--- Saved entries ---
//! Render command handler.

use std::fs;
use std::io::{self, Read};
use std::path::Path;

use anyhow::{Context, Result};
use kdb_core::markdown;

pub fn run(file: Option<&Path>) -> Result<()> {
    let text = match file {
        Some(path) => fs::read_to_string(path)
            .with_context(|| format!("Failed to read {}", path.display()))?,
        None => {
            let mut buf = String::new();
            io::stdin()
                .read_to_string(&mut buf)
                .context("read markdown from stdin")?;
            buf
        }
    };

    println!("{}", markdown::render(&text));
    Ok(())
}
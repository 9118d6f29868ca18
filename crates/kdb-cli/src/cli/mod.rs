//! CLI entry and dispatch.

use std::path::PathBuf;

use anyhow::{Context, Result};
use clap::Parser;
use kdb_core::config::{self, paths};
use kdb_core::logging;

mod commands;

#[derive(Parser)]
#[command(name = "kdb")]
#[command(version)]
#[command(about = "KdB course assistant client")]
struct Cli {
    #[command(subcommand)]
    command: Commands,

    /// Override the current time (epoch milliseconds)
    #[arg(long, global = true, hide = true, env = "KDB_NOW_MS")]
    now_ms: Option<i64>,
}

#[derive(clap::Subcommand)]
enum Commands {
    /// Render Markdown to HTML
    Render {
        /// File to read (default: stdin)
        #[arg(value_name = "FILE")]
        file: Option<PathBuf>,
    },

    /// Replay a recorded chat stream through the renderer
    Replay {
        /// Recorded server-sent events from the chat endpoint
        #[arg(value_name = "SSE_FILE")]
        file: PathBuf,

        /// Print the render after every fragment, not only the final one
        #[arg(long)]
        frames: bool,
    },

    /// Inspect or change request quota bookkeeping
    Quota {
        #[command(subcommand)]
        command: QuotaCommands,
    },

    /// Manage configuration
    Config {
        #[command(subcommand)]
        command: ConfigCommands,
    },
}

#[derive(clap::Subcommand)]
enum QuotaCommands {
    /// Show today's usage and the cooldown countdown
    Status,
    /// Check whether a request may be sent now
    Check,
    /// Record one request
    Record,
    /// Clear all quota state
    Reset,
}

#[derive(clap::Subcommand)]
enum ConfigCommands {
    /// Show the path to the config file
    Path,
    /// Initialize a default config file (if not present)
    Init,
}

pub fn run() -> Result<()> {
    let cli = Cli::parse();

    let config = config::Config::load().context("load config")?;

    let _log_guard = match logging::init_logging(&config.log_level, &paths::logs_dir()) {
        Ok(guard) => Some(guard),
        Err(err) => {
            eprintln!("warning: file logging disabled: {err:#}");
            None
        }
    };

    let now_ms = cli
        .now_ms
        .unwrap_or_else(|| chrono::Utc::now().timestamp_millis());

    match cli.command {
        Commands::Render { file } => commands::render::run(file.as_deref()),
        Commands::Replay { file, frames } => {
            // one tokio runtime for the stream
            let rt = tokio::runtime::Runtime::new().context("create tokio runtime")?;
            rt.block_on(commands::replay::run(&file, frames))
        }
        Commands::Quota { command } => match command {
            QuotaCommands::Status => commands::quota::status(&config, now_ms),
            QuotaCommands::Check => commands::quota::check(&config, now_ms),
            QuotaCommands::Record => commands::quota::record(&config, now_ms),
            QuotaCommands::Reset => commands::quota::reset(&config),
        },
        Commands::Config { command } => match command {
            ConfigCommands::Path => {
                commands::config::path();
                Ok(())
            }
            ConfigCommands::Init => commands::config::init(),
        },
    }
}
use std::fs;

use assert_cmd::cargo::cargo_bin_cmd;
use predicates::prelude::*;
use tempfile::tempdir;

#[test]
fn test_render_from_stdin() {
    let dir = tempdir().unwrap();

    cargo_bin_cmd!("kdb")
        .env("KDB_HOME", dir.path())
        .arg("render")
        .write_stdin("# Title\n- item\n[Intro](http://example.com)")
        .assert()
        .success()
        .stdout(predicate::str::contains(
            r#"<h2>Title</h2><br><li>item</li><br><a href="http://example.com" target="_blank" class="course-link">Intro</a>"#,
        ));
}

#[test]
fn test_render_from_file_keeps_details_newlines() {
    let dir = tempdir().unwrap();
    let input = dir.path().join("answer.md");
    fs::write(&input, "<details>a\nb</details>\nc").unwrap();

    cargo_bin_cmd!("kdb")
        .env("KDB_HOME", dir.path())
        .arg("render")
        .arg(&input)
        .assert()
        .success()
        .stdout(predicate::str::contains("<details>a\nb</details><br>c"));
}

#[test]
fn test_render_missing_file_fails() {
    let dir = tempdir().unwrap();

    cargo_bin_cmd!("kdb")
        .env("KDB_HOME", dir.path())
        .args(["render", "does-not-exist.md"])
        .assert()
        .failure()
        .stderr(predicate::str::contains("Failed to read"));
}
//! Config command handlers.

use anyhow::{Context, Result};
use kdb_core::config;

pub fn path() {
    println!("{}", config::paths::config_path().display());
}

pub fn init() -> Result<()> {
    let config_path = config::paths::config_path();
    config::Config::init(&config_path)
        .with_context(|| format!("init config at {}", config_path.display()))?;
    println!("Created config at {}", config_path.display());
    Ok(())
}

--- ABOUT THIS EXERCISE ---
Please state how many lines in the entries above include the word "paths", giving only the number.

--- SOLUTION FOR THIS EXERCISE ---
4